From: Asmus Freytag (asmusf@ix.netcom.com)
Date: Tue Mar 30 2004 - 11:15:05 EST
At 04:28 PM 3/29/2004, Kenneth Whistler wrote:
> > I will say again as I have said before - but the above (and what I
> > snipped) is extra evidence for it - that what is broke ... is
> > the rule that the isolated (generally spacing) form of a combining mark
> > should be formed by SPACE or NBSP followed by the combining mark.
>
>This has been the *intent* of the standard since its inception in
>1989.
>
> > There
> > are many good reasons for not using SPACE for this, including default
> > behaviour like inserting line breaks immediately after SPACE.
>
>Nope. UAX #14 specifies the following regarding SPACE followed by
>combining marks:
>
>"If U+0020 SPACE is used as a base character, it is treated as AL
>instead of SP."
This is an unfortunate typo in UAX#14. The correct statement is:
"If U+0020 SPACE is used as a base character, it is treated as ID
instead of SP."
see the description of these issues in the rules section of the UAX
which are quite explicit:
LB 7a In all of the following rules, if a space is the base character for
a combining mark, the space is changed to type
<http://www.unicode.org/reports/tr14/#ID>ID. In other words, break before
<http://www.unicode.org/reports/tr14/#SP>SP
<http://www.unicode.org/reports/tr14/#CM>CM* in the same cases as one would
break before an <http://www.unicode.org/reports/tr14/#ID>ID.

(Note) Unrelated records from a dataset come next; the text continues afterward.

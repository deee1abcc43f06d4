use dk_core::dynakube::OneAgentMode;
use dk_core::prelude::*;

use super::activegate::KUBERNETES_MONITORING_CAPABILITY;
use super::has_repository_and_tag;
use crate::validation::ValidationContext;
use crate::validation::validator::{
    Check,
    Validator,
    error,
    warning,
};

fn extension_image(_: &ValidationContext, dk: &DynaKube) -> String {
    let eec = &dk.spec.templates.extension_execution_controller;
    if dk.extensions_enabled() && !has_repository_and_tag(eec.image_ref.as_ref()) {
        return "extensions are enabled, but templates.extensionExecutionController.imageRef is missing a repository \
                or tag"
            .into();
    }
    String::new()
}

pub fn extension_image_validator() -> Validator {
    error("extension_image", Check::Sync(extension_image))
}

fn extension_volume(_: &ValidationContext, dk: &DynaKube) -> String {
    let eec = &dk.spec.templates.extension_execution_controller;
    if eec.use_ephemeral_volume && eec.persistent_volume_claim.is_some() {
        return "useEphemeralVolume and persistentVolumeClaim are mutually exclusive for the extension execution \
                controller"
            .into();
    }
    String::new()
}

pub fn extension_volume_validator() -> Validator {
    error("extension_volume", Check::Sync(extension_volume))
}

fn kspm_image(_: &ValidationContext, dk: &DynaKube) -> String {
    let collector = &dk.spec.templates.kspm_node_configuration_collector;
    if dk.kspm_enabled() && !has_repository_and_tag(collector.image_ref.as_ref()) {
        return "kspm is enabled, but templates.kspmNodeConfigurationCollector.imageRef is missing a repository or tag"
            .into();
    }
    String::new()
}

pub fn kspm_image_validator() -> Validator {
    error("kspm_image", Check::Sync(kspm_image))
}

fn kspm_capability(_: &ValidationContext, dk: &DynaKube) -> String {
    if dk.kspm_enabled() && !dk.has_capability(KUBERNETES_MONITORING_CAPABILITY) {
        return format!("kspm requires the {KUBERNETES_MONITORING_CAPABILITY} ActiveGate capability");
    }
    String::new()
}

pub fn kspm_capability_validator() -> Validator {
    error("kspm_capability", Check::Sync(kspm_capability))
}

fn log_monitoring_template(_: &ValidationContext, dk: &DynaKube) -> String {
    if dk.spec.templates.log_monitoring.is_some() && dk.is_daemonset_required() {
        return format!(
            "templates.logMonitoring is ignored in {} mode, the OneAgent daemonset collects the logs",
            dk.mode()
        );
    }
    String::new()
}

pub fn log_monitoring_template_validator() -> Validator {
    warning("log_monitoring_template", Check::Sync(log_monitoring_template))
}

fn enrichment_without_injection(_: &ValidationContext, dk: &DynaKube) -> String {
    if dk.metadata_enrichment_enabled() && dk.mode() == OneAgentMode::HostMonitoring {
        return format!(
            "metadata enrichment has no effect without OneAgent app injection, which {} mode does not provide",
            OneAgentMode::HostMonitoring
        );
    }
    String::new()
}

pub fn enrichment_without_injection_validator() -> Validator {
    warning("enrichment_without_injection", Check::Sync(enrichment_without_injection))
}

Treat SP CM* as if it were ID
As stated in [<http://www.unicode.org/reports/tr14/#Unicode>Unicode],
Section 7.7 Combining Marks, combining characters are shown in isolation by
applying them to either U+0020 SPACE (SP) or U+00A0 NO- BREAK SPACE (NBSP).
The visual appearance is the same, but the line breaking result is
different. Correspondingly, if there is no base, or if the base character
is <http://www.unicode.org/reports/tr14/#SP>SP,
<http://www.unicode.org/reports/tr14/#CM>CM* or
<http://www.unicode.org/reports/tr14/#SP>SP
<http://www.unicode.org/reports/tr14/#CM>CM* behave like
<http://www.unicode.org/reports/tr14/#ID>ID.
>This means that a combining character sequence of this type is treated
>as a unit for the purposes of line breaking, and this overrides the
>behavior otherwise of SPACE to be treated as a line break
>opportunity.
There's never a line break opportunity between a SPACE and a combining
mark, but
since SP is treated like an ID (ideopgrahic line breaking class), there are
break opportunities *before* the SP that will not be there if an NBSP is used.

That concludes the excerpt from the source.